== Material shown

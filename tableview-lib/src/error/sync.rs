//! Remote synchronization error types

/// Errors that can occur while fetching or applying server-rendered markup.
#[derive(Debug, thiserror::Error)]
pub enum SyncError {
    /// Network error during the request.
    #[error("Network error: {0}")]
    Network(#[from] reqwest::Error),

    /// Non-success HTTP status from the render service.
    #[error("HTTP {status}: {message}")]
    Http {
        /// HTTP status code.
        status: u16,
        /// Response body or reason phrase.
        message: String,
    },

    /// An endpoint could not be resolved to a URL.
    #[error("Invalid URL: {0}")]
    InvalidUrl(String),

    /// The response markup lacked the fragments needed to apply it.
    #[error("Malformed response: {0}")]
    MalformedResponse(String),

    /// No render service is configured to send the request.
    #[error("No render service configured")]
    NoService,

    /// The response markup failed to parse.
    #[error(transparent)]
    Markup(#[from] tabledom::MarkupError),
}

impl SyncError {
    /// Creates a new HTTP error.
    pub fn http(status: u16, message: impl Into<String>) -> Self {
        Self::Http {
            status,
            message: message.into(),
        }
    }

    /// Creates a new malformed-response error.
    pub fn malformed(message: impl Into<String>) -> Self {
        Self::MalformedResponse(message.into())
    }

    /// Returns the HTTP status code if this is an HTTP error.
    pub fn status_code(&self) -> Option<u16> {
        match self {
            Self::Http { status, .. } => Some(*status),
            _ => None,
        }
    }

    /// Returns `true` if the request never produced a response.
    pub fn is_network(&self) -> bool {
        matches!(self, Self::Network(_))
    }
}

impl From<url::ParseError> for SyncError {
    fn from(err: url::ParseError) -> Self {
        Self::InvalidUrl(err.to_string())
    }
}
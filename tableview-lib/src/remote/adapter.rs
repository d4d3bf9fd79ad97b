//! Request sequencing and fetching for server-rendered tables.

use url::Url;

use super::RenderResponse;
use super::RenderService;
use super::RequestParams;
use super::parse_card;
use super::parse_response;
use crate::anchors::Anchors;
use crate::config::RemoteEndpoints;
use crate::error::SyncError;
use crate::model::TableId;

/// Monotonic request counter for one table.
///
/// Only a response newer than the last applied one may be applied, so a
/// slow response can never overwrite a fresher view.
#[derive(Debug, Clone, Copy, Default, PartialEq, Eq)]
pub struct SyncSequence {
    issued: u64,
    applied: u64,
}

impl SyncSequence {
    pub fn new() -> Self {
        Self::default()
    }

    /// Allocate the next request number.
    pub fn issue(&mut self) -> u64 {
        self.issued += 1;
        self.issued
    }

    /// Mark `seq` applied if it is newer than anything applied so far.
    pub fn try_apply(&mut self, seq: u64) -> bool {
        if seq > self.applied {
            self.applied = seq;
            true
        } else {
            false
        }
    }

    pub fn last_issued(&self) -> u64 {
        self.issued
    }

    pub fn last_applied(&self) -> u64 {
        self.applied
    }

    /// Whether a request newer than the last applied one is outstanding.
    pub fn in_flight(&self) -> bool {
        self.issued > self.applied
    }
}

/// What a pending sync will ask for.
#[derive(Debug, Clone, PartialEq)]
pub enum SyncTarget {
    /// Body, footer and metadata from the body endpoint, falling back to
    /// the full card on failure.
    Targeted { body: Url, full: Url },
    /// The full card.
    Full(Url),
}

impl SyncTarget {
    /// Pick endpoints for `params`, resolved against `location`.
    pub fn resolve(
        location: &Url,
        endpoints: &RemoteEndpoints,
        params: &RequestParams,
        default_size: u32,
        refresh: bool,
    ) -> Result<Self, SyncError> {
        let full_path = match (&endpoints.refresh_url, refresh) {
            (Some(refresh_url), true) => refresh_url,
            _ => &endpoints.pagination_url,
        };
        let full = params.apply_to(&location.join(full_path)?, default_size);
        if refresh && endpoints.refresh_url.is_some() {
            return Ok(SyncTarget::Full(full));
        }
        match &endpoints.body_url {
            Some(body_path) => Ok(SyncTarget::Targeted {
                body: params.apply_to(&location.join(body_path)?, default_size),
                full,
            }),
            None => Ok(SyncTarget::Full(full)),
        }
    }
}

/// A sync that has been issued but not yet applied.
#[derive(Debug, Clone)]
pub struct PendingSync {
    pub table: TableId,
    pub seq: u64,
    pub params: RequestParams,
    pub target: SyncTarget,
}

/// The fetched and parsed result of a [`PendingSync`].
#[derive(Debug)]
pub struct FetchedSync {
    pub pending: PendingSync,
    pub result: Result<RenderResponse, SyncError>,
    /// Whether the targeted request failed and the full card was used.
    pub fell_back: bool,
}

impl PendingSync {
    /// Perform the request(s) for this sync.
    ///
    /// A targeted request that fails, or answers with markup that is
    /// neither a patch nor a card, is retried once as a full-card request.
    pub async fn fetch(self, service: &dyn RenderService) -> FetchedSync {
        let anchors = Anchors::new(self.table.as_str());
        match &self.target {
            SyncTarget::Full(url) => {
                let result = fetch_card(service, &anchors, url).await;
                FetchedSync {
                    pending: self,
                    result,
                    fell_back: false,
                }
            }
            SyncTarget::Targeted { body, full } => {
                let targeted = match service.fetch(body).await {
                    Ok(markup) => parse_response(&anchors, &markup),
                    Err(e) => Err(e),
                };
                match targeted {
                    Ok(response) => FetchedSync {
                        pending: self,
                        result: Ok(response),
                        fell_back: false,
                    },
                    Err(e) => {
                        log::warn!(
                            "Targeted update for {} failed ({e}), requesting full card",
                            self.table
                        );
                        let full = full.clone();
                        let result = fetch_card(service, &anchors, &full).await;
                        FetchedSync {
                            pending: self,
                            result,
                            fell_back: true,
                        }
                    }
                }
            }
        }
    }
}

async fn fetch_card(
    service: &dyn RenderService,
    anchors: &Anchors,
    url: &Url,
) -> Result<RenderResponse, SyncError> {
    let markup = service.fetch(url).await?;
    parse_card(anchors, &markup).map(RenderResponse::Full)
}

#[cfg(test)]
mod tests {
    use super::*;
    use crate::config::TableConfig;
    use crate::model::TableView;
    use crate::remote::StaticRenderService;

    #[test]
    fn test_sequence_rejects_stale() {
        let mut seq = SyncSequence::new();
        let first = seq.issue();
        let second = seq.issue();
        assert!(seq.in_flight());
        assert!(seq.try_apply(second));
        assert!(!seq.try_apply(first));
        assert!(!seq.try_apply(second));
        assert_eq!(seq.last_applied(), 2);
        assert!(!seq.in_flight());
    }

    fn params() -> RequestParams {
        let config = TableConfig::remote("users", RemoteEndpoints::new("/users/card"));
        RequestParams::from_view(&TableView::new(&config, 25))
    }

    #[test]
    fn test_resolve_targets() {
        let location = Url::parse("https://app.test/admin/users?tab=all").unwrap();
        let endpoints = RemoteEndpoints::new("/users/card")
            .with_body_url("/users/body")
            .with_refresh_url("/users/refresh");

        let target = SyncTarget::resolve(&location, &endpoints, &params(), 25, false).unwrap();
        assert_eq!(
            target,
            SyncTarget::Targeted {
                body: Url::parse("https://app.test/users/body").unwrap(),
                full: Url::parse("https://app.test/users/card").unwrap(),
            }
        );

        let refresh = SyncTarget::resolve(&location, &endpoints, &params(), 25, true).unwrap();
        assert_eq!(
            refresh,
            SyncTarget::Full(Url::parse("https://app.test/users/refresh").unwrap())
        );
    }

    #[tokio::test]
    async fn test_fetch_falls_back_to_card() {
        let service = StaticRenderService::new()
            .fail("/users/body", 500)
            .route("/users/card", r#"<div id="users-card"><table id="users"/></div>"#);
        let pending = PendingSync {
            table: TableId::new("users"),
            seq: 1,
            params: params(),
            target: SyncTarget::Targeted {
                body: Url::parse("https://app.test/users/body").unwrap(),
                full: Url::parse("https://app.test/users/card").unwrap(),
            },
        };

        let fetched = pending.fetch(&service).await;
        assert!(fetched.fell_back);
        assert!(matches!(fetched.result, Ok(RenderResponse::Full(_))));
        assert_eq!(service.requests().len(), 2);
    }
}
use std::collections::HashMap;
use std::sync::atomic::{AtomicU64, Ordering};

use super::Content;

static NEXT_ID: AtomicU64 = AtomicU64::new(0);
static NEXT_GENERATION: AtomicU64 = AtomicU64::new(1);

fn generate_id(prefix: &str) -> String {
    let id = NEXT_ID.fetch_add(1, Ordering::Relaxed);
    format!("{prefix}-{id}")
}

pub(crate) fn next_generation() -> u64 {
    NEXT_GENERATION.fetch_add(1, Ordering::Relaxed)
}

/// Tag name used for bare text nodes in mixed content.
pub const TEXT_TAG: &str = "#text";

#[derive(Debug, Clone, PartialEq)]
pub struct Element {
    // Identity
    pub id: String,
    pub tag: String,
    pub(crate) generation: u64,

    // Attributes
    pub classes: Vec<String>,
    /// `data-*` attributes, keyed without the prefix.
    pub data: HashMap<String, String>,
    pub attrs: HashMap<String, String>,

    // Form and visibility state
    pub hidden: bool,
    pub disabled: bool,
    pub checked: bool,
    pub indeterminate: bool,

    pub content: Content,
}

impl Default for Element {
    fn default() -> Self {
        Self {
            id: generate_id("el"),
            tag: "div".to_string(),
            generation: next_generation(),
            classes: Vec::new(),
            data: HashMap::new(),
            attrs: HashMap::new(),
            hidden: false,
            disabled: false,
            checked: false,
            indeterminate: false,
            content: Content::Empty,
        }
    }
}

impl Element {
    pub fn new(tag: impl Into<String>) -> Self {
        Self {
            tag: tag.into().to_ascii_lowercase(),
            ..Default::default()
        }
    }

    pub fn div() -> Self {
        Self::new("div")
    }

    pub fn button() -> Self {
        Self::new("button")
    }

    pub fn checkbox() -> Self {
        Self::new("input").attr("type", "checkbox")
    }

    /// A bare text node.
    pub fn text(content: impl Into<String>) -> Self {
        Self {
            id: generate_id("text"),
            tag: TEXT_TAG.to_string(),
            content: Content::Text(content.into()),
            ..Default::default()
        }
    }

    // Builder

    pub fn id(mut self, id: impl Into<String>) -> Self {
        self.id = id.into();
        self
    }

    pub fn class(mut self, class: impl Into<String>) -> Self {
        let class = class.into();
        if !self.classes.contains(&class) {
            self.classes.push(class);
        }
        self
    }

    pub fn data(mut self, key: impl Into<String>, value: impl Into<String>) -> Self {
        self.data.insert(key.into(), value.into());
        self
    }

    pub fn attr(mut self, key: impl Into<String>, value: impl Into<String>) -> Self {
        self.attrs.insert(key.into(), value.into());
        self
    }

    pub fn hidden(mut self, hidden: bool) -> Self {
        self.hidden = hidden;
        self
    }

    pub fn disabled(mut self, disabled: bool) -> Self {
        self.disabled = disabled;
        self
    }

    pub fn checked(mut self, checked: bool) -> Self {
        self.checked = checked;
        self
    }

    pub fn content(mut self, content: impl Into<String>) -> Self {
        self.content = Content::Text(content.into());
        self
    }

    pub fn child(mut self, child: Element) -> Self {
        match &mut self.content {
            Content::Children(children) => children.push(child),
            Content::Text(text) => {
                let text = Element::text(std::mem::take(text));
                self.content = Content::Children(vec![text, child]);
            }
            Content::Empty => self.content = Content::Children(vec![child]),
        }
        self
    }

    pub fn children(mut self, children: Vec<Element>) -> Self {
        for child in children {
            self = self.child(child);
        }
        self
    }

    // Queries

    /// Counter bumped whenever this element is swapped in from outside.
    pub fn generation(&self) -> u64 {
        self.generation
    }

    pub fn is_text(&self) -> bool {
        self.tag == TEXT_TAG
    }

    pub fn has_class(&self, class: &str) -> bool {
        self.classes.iter().any(|c| c == class)
    }

    pub fn set_class(&mut self, class: &str, on: bool) {
        let present = self.has_class(class);
        if on && !present {
            self.classes.push(class.to_string());
        } else if !on && present {
            self.classes.retain(|c| c != class);
        }
    }

    pub fn data_value(&self, key: &str) -> Option<&str> {
        self.data.get(key).map(String::as_str)
    }

    /// `true` only when the data attribute is literally `"true"`.
    pub fn data_flag(&self, key: &str) -> bool {
        self.data_value(key) == Some("true")
    }

    pub fn attr_value(&self, key: &str) -> Option<&str> {
        self.attrs.get(key).map(String::as_str)
    }

    /// Current `value` attribute, as form controls expose it.
    pub fn value(&self) -> &str {
        self.attr_value("value").unwrap_or("")
    }

    pub fn child_elements(&self) -> &[Element] {
        self.content.children()
    }

    pub fn child_elements_mut(&mut self) -> &mut [Element] {
        match &mut self.content {
            Content::Children(children) => children,
            _ => &mut [],
        }
    }

    /// Concatenated text of this element and all descendants.
    pub fn text_content(&self) -> String {
        let mut out = String::new();
        collect_text(self, &mut out);
        out
    }

    pub fn set_text(&mut self, text: impl Into<String>) {
        self.content = Content::Text(text.into());
    }
}

fn collect_text(element: &Element, out: &mut String) {
    match &element.content {
        Content::Empty => {}
        Content::Text(text) => out.push_str(text),
        Content::Children(children) => {
            for child in children {
                collect_text(child, out);
            }
        }
    }
}

/// Give an element and all its descendants fresh generations.
pub(crate) fn restamp(element: &mut Element) {
    element.generation = next_generation();
    if let Content::Children(children) = &mut element.content {
        for child in children {
            restamp(child);
        }
    }
}
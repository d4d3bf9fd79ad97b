//! Column comparison and stable row ordering.

use std::cmp::Ordering;

use crate::model::CellValue;
use crate::model::Direction;
use crate::model::Row;
use crate::model::Sort;
use crate::model::parse_number;

/// Compare two cell texts: numerically when both parse as finite numbers,
/// otherwise case-insensitively.
pub fn compare_text(a: &str, b: &str) -> Ordering {
    match (parse_number(a), parse_number(b)) {
        (Some(x), Some(y)) => x.partial_cmp(&y).unwrap_or(Ordering::Equal),
        _ => a.trim().to_lowercase().cmp(&b.trim().to_lowercase()),
    }
}

/// Compare two cell values with the same rules as [`compare_text`].
pub fn compare_values(a: Option<&CellValue>, b: Option<&CellValue>) -> Ordering {
    let x = a.and_then(CellValue::as_number);
    let y = b.and_then(CellValue::as_number);
    match (x, y) {
        (Some(x), Some(y)) => x.partial_cmp(&y).unwrap_or(Ordering::Equal),
        _ => {
            let a = a.map(CellValue::to_text).unwrap_or_default();
            let b = b.map(CellValue::to_text).unwrap_or_default();
            a.trim().to_lowercase().cmp(&b.trim().to_lowercase())
        }
    }
}

/// Compare two rows on a sort column, honouring direction.
pub fn compare_rows(a: &Row, b: &Row, sort: &Sort) -> Ordering {
    let ordering = compare_values(a.get(&sort.column), b.get(&sort.column));
    match sort.direction {
        Direction::Asc => ordering,
        Direction::Desc => ordering.reverse(),
    }
}

/// Indices of `rows` in sorted order. Ties keep their input order.
pub fn sorted_order(rows: &[Row], sort: &Sort) -> Vec<usize> {
    let mut order: Vec<usize> = (0..rows.len()).collect();
    order.sort_by(|&i, &j| compare_rows(&rows[i], &rows[j], sort));
    order
}
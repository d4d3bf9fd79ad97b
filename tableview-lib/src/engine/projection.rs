//! Writing table state into the document.
//!
//! Everything here is an owner projection: writes are silent and never
//! invalidate listeners.

use std::collections::BTreeSet;
use std::collections::HashSet;

use tabledom::Document;
use tabledom::Element;

use crate::anchors::Anchors;
use crate::config::ColumnConfig;
use crate::config::TableConfig;
use crate::model::CellValue;
use crate::model::Direction;
use crate::model::Row;
use crate::model::RowSnapshot;
use crate::model::Sort;
use crate::query::FilterDraft;
use crate::query::Operator;
use crate::query::PageButton;
use crate::query::PageWindow;
use crate::query::QueryResult;
use crate::registry::TableEntry;
use crate::selection::CheckState;
use crate::selection::RowLookup;
use crate::selection::ToolbarState;

/// Class of the per-row selection checkbox.
pub const ROW_CHECKBOX_CLASS: &str = "row-select-checkbox";

/// Row ID of a body row: its `data-id`, or its checkbox's `data-row-id`.
pub(super) fn row_id(row: &Element) -> Option<String> {
    if let Some(id) = row.data_value("id").filter(|id| !id.is_empty()) {
        return Some(id.to_string());
    }
    row_checkbox(row)
        .and_then(|cb| cb.data_value("row-id"))
        .map(str::to_string)
}

fn row_checkbox(row: &Element) -> Option<&Element> {
    tabledom::element::collect(row, &|e| e.has_class(ROW_CHECKBOX_CLASS))
        .into_iter()
        .next()
}

/// Body rows, in document order.
fn body_rows<'a>(document: &'a Document, anchors: &Anchors) -> &'a [Element] {
    document
        .get(&anchors.body())
        .map(Element::child_elements)
        .unwrap_or_default()
}

/// Rows currently on screen, as seen by bulk-action checks.
pub(super) struct DomRows<'a> {
    pub document: &'a Document,
    pub anchors: &'a Anchors,
}

impl RowLookup for DomRows<'_> {
    fn attribute(&self, id: &str, attr: &str) -> Option<String> {
        body_rows(self.document, self.anchors)
            .iter()
            .find(|row| row_id(row).as_deref() == Some(id))
            .and_then(|row| row.data_value(attr))
            .map(str::to_string)
    }
}

/// IDs of visible rows that offer a selection checkbox.
pub(super) fn checkable_rows(document: &Document, anchors: &Anchors) -> Vec<String> {
    body_rows(document, anchors)
        .iter()
        .filter(|row| !row.hidden && row_checkbox(row).is_some())
        .filter_map(row_id)
        .collect()
}

/// Read local rows from the body's `data-*` attributes.
///
/// Rows are given their canonical element IDs so later projections can
/// address them. Returns `None` when the body has no identifiable rows.
pub(super) fn read_rows(document: &mut Document, anchors: &Anchors) -> Option<Vec<Row>> {
    let mut rows = Vec::new();
    document.with_element(&anchors.body(), |body| {
        for element in body.child_elements_mut() {
            let Some(id) = row_id(element) else {
                continue;
            };
            let mut row = Row::new(id.clone());
            for (key, value) in &element.data {
                if key != "id" && key != "filter-hidden" {
                    row.attributes
                        .insert(key.clone(), CellValue::Text(value.clone()));
                }
            }
            element.id = anchors.row(&id);
            element.data.insert("id".to_string(), id);
            rows.push(row);
        }
    });
    if rows.is_empty() { None } else { Some(rows) }
}

/// Build a body row for a local row. Cells of hidden columns are hidden.
pub(super) fn render_row(
    anchors: &Anchors,
    row: &Row,
    config: &TableConfig,
    hidden_columns: &BTreeSet<String>,
) -> Element {
    let cell = |key: &str, text: String| {
        Element::new("td")
            .data("column", key)
            .hidden(hidden_columns.contains(key))
            .content(text)
    };

    let mut tr = Element::new("tr").id(anchors.row(&row.id)).data("id", row.id.clone());
    for (key, value) in &row.attributes {
        tr = tr.data(key.clone(), value.to_text());
    }
    if config.bulk_enabled {
        let checkbox = Element::checkbox()
            .id(anchors.row_checkbox(&row.id))
            .class(ROW_CHECKBOX_CLASS)
            .data("row-id", row.id.clone());
        tr = tr.child(Element::new("td").child(checkbox));
    }
    if config.columns.is_empty() {
        for (key, value) in &row.attributes {
            tr = tr.child(cell(key, value.to_text()));
        }
    } else {
        for column in &config.columns {
            tr = tr.child(cell(&column.key, row.text(&column.key)));
        }
    }
    tr
}

/// Order and hide local rows according to a query result.
pub(super) fn project_local_rows(
    document: &mut Document,
    anchors: &Anchors,
    snapshot: &RowSnapshot,
    result: &QueryResult,
) {
    let visible: HashSet<usize> = result.visible.iter().copied().collect();
    let order: Vec<String> = snapshot.ids().map(|id| anchors.row(id)).collect();
    document.reorder_children(&anchors.body(), &order);
    for (index, row) in snapshot.rows().iter().enumerate() {
        let element_id = anchors.row(&row.id);
        document.set_hidden(&element_id, !visible.contains(&index));
        let filter_hidden = if snapshot.is_filter_hidden(index) { "true" } else { "false" };
        document.set_data(&element_id, "filter-hidden", filter_hidden);
    }
}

====

Task description:
If a line in the material above contains the word "struct", copy it.

Solution to the exercise:
pub struct SyncSequence {
pub struct PendingSync {
pub struct FetchedSync {
pub struct Element {
pub(super) struct DomRows<'a> {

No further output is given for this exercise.